There are several significant consequences to a drop in blood pressure including an interruption of oxygen delivery to vital organs such as the brain, kidney, and the heart. Prolonged hypotension (low blood pressure) can have significant implications to the well-being of the patient (animal or human). For example, multiple studies have shown that humans, who develop a drop in blood pressure (hypotension) during an anesthetic event, have up to a five-times increase in mortality (death) and two-times increase in the risk for stroke after their procedure.
Without a blood pressure monitor, the veterinarian simply does not have the information and cannot make the necessary and critical adjustments for the patient.
Heart Rate and Rhythm
Heart rate can be estimated by feeling a patient's pulse - the pulse rate is usually a good indicator of the heart rate. However, the rhythm of the heart's beating and pumping cannot be determined without an electrocardiogram or ECG. A continuous ECG monitor helps the veterinarian and anesthetist to monitor for arrhythmias or irregular heart beats. If changes in heart rate or rhythm are determined durning anesthesia, the veterinary team can take appropriate action to intervene.
Oxygen and Carbon Dioxide
Patients under anesthesia may experience changes in their breathing. One of the safeguards that veterinarians often take is to place a tube into the trachea (airway) to ensure a direct and immediate path for delivering oxygen to the lungs.
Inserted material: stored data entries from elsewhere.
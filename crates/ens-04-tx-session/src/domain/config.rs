//! # Transaction Configuration
//!
//! Per-operation settings. Every operation receives its own copy, so two
//! operations running at once never see each other's passphrase or nonce.

use ens_01_codec::parse_amount;
use shared_types::U256;
use std::fmt;
use std::time::Duration;
use zeroize::Zeroizing;

use crate::errors::SessionError;

/// Default gas price text.
pub const DEFAULT_GAS_PRICE: &str = "4 GWei";

/// Nonce sentinel meaning "let the network decide".
pub const NETWORK_NONCE: i64 = -1;

/// Default chain id (mainnet).
pub const DEFAULT_CHAIN_ID: u64 = 1;

/// Default bound on a single submission.
pub const DEFAULT_SUBMIT_TIMEOUT: Duration = Duration::from_secs(60);

/// Settings for the transaction an operation submits.
#[derive(Clone)]
pub struct TransactionConfig {
    /// Passphrase unlocking the signing account.
    pub passphrase: Zeroizing<String>,
    /// Gas price as amount text, e.g. "4 GWei".
    pub gas_price: String,
    /// Nonce override; `NETWORK_NONCE` lets the network pick.
    pub nonce: i64,
    /// Chain id the transaction is signed for.
    pub chain_id: u64,
    /// Upper bound on waiting for the ledger to accept a submission.
    pub submit_timeout: Duration,
}

impl Default for TransactionConfig {
    fn default() -> Self {
        Self {
            passphrase: Zeroizing::new(String::new()),
            gas_price: DEFAULT_GAS_PRICE.to_string(),
            nonce: NETWORK_NONCE,
            chain_id: DEFAULT_CHAIN_ID,
            submit_timeout: DEFAULT_SUBMIT_TIMEOUT,
        }
    }
}

impl TransactionConfig {
    /// Config with the given passphrase and defaults elsewhere.
    pub fn with_passphrase(passphrase: impl Into<String>) -> Self {
        Self {
            passphrase: Zeroizing::new(passphrase.into()),
            ..Self::default()
        }
    }

    /// Gas price in base units.
    pub fn gas_price_wei(&self) -> Result<U256, SessionError> {
        parse_amount(&self.gas_price).map_err(|e| SessionError::InvalidGasPrice {
            input: self.gas_price.clone(),
            reason: e.to_string(),
        })
    }

    /// Nonce override this config asks for.
    pub fn nonce_override(&self) -> Result<NonceOverride, SessionError> {
        NonceOverride::from_raw(self.nonce)
    }

    /// Check the settings that need no collaborator.
    ///
    /// # Errors
    ///
    /// `InvalidGasPrice` or `InvalidNonce`.
    pub fn validate(&self) -> Result<(), SessionError> {
        self.gas_price_wei()?;
        self.nonce_override()?;
        Ok(())
    }
}

impl fmt::Debug for TransactionConfig {
    fn fmt(&self, f: &mut fmt::Formatter<'_>) -> fmt::Result {
        f.debug_struct("TransactionConfig")
            .field("passphrase", &"<redacted>")
            .field("gas_price", &self.gas_price)
            .field("nonce", &self.nonce)
            .field("chain_id", &self.chain_id)
            .field("submit_timeout", &self.submit_timeout)
            .finish()
    }
}

/// Nonce to sign with.
#[derive(Debug, Clone, Copy, PartialEq, Eq)]
pub enum NonceOverride {
    /// The network assigns the next nonce.
    Network,
    /// Explicit nonce.
    Fixed(u64),
}

impl NonceOverride {
    /// Interpret the raw nonce setting. `-1` defers to the network; any other
    /// negative value is invalid.
    pub fn from_raw(raw: i64) -> Result<Self, SessionError> {
        match raw {
            NETWORK_NONCE => Ok(Self::Network),
            n if n < 0 => Err(SessionError::InvalidNonce(raw)),
            n => Ok(Self::Fixed(n.unsigned_abs())),
        }
    }

    /// The explicit nonce, if any.
    pub fn fixed(self) -> Option<u64> {
        match self {
            Self::Network => None,
            Self::Fixed(n) => Some(n),
        }
    }
}

#[cfg(test)]
mod tests {
    use super::*;

    #[test]
    fn test_defaults() {
        let config = TransactionConfig::default();
        assert_eq!(config.gas_price, "4 GWei");
        assert_eq!(config.nonce, -1);
        assert_eq!(config.chain_id, 1);
        assert!(config.passphrase.is_empty());
    }

    #[test]
    fn test_validate() {
        assert!(TransactionConfig::default().validate().is_ok());
        assert_eq!(
            TransactionConfig::default().gas_price_wei().unwrap(),
            U256::from(4_000_000_000u64)
        );

        let bad_gas = TransactionConfig {
            gas_price: "lots".to_string(),
            ..TransactionConfig::default()
        };
        assert!(matches!(
            bad_gas.validate(),
            Err(SessionError::InvalidGasPrice { .. })
        ));

        let bad_nonce = TransactionConfig {
            nonce: -3,
            ..TransactionConfig::default()
        };
        assert_eq!(bad_nonce.validate(), Err(SessionError::InvalidNonce(-3)));
    }

    #[test]
    fn test_nonce_sentinel() {
        assert_eq!(NonceOverride::from_raw(-1).unwrap(), NonceOverride::Network);
        assert_eq!(NonceOverride::from_raw(0).unwrap(), NonceOverride::Fixed(0));
        assert_eq!(NonceOverride::from_raw(17).unwrap().fixed(), Some(17));
    }

    #[test]
    fn test_other_negative_nonce_rejected() {
        assert_eq!(
            NonceOverride::from_raw(-2).unwrap_err(),
            SessionError::InvalidNonce(-2)
        );
    }

    #[test]
    fn test_debug_redacts_passphrase() {
        let config = TransactionConfig::with_passphrase("hunter2");
        assert!(!format!("{config:?}").contains("hunter2"));
    }
}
In patients that receive inhalation (gas) anesthesia, this tube is always placed as it delivers the gas mixed with oxygen. Oxygen is critical for life, and even a brief deprivation can have life-threatening implications.

There are a few ways that the veterinary team can monitor the respirations or breathing in the patient, and there are various types of monitors that can track the blood oxygen and carbon dioxide levels to ensure that the patient is adequately ventilating (breathing oxygen in and exhaling carbon dioxide). A decrease in oxygen saturation or high levels of carbon dioxide can have significant consequences to a patient under anesthesia. Through monitoring, the veterinary team can take steps to intervene.
If Your Pet is Having a Procedure or Anesthesia
If your pet is having a procedure - whether it's a "routine" spay/neuter or a more complicated surgery - talk to your veterinarian about the anesthetic plan for your pet. An informed pet owner should ask questions about the type of anesthesia, pain management, and monitoring that the pet will receive. Some pet owners resort to "price shopping" when it comes to care for their pets - especially elective procedures such as a dentistry or spay or neuter. Keep in mind that the sophistication of care and monitoring of patients under anesthesia may account for the difference in fees quoted between veterinary hospitals. Veterinarians who provide high quality care in their hospital have invested in equipment and resources to ensure the best of care for their patients. This may be reflected in the fee estimates provided to pet owners.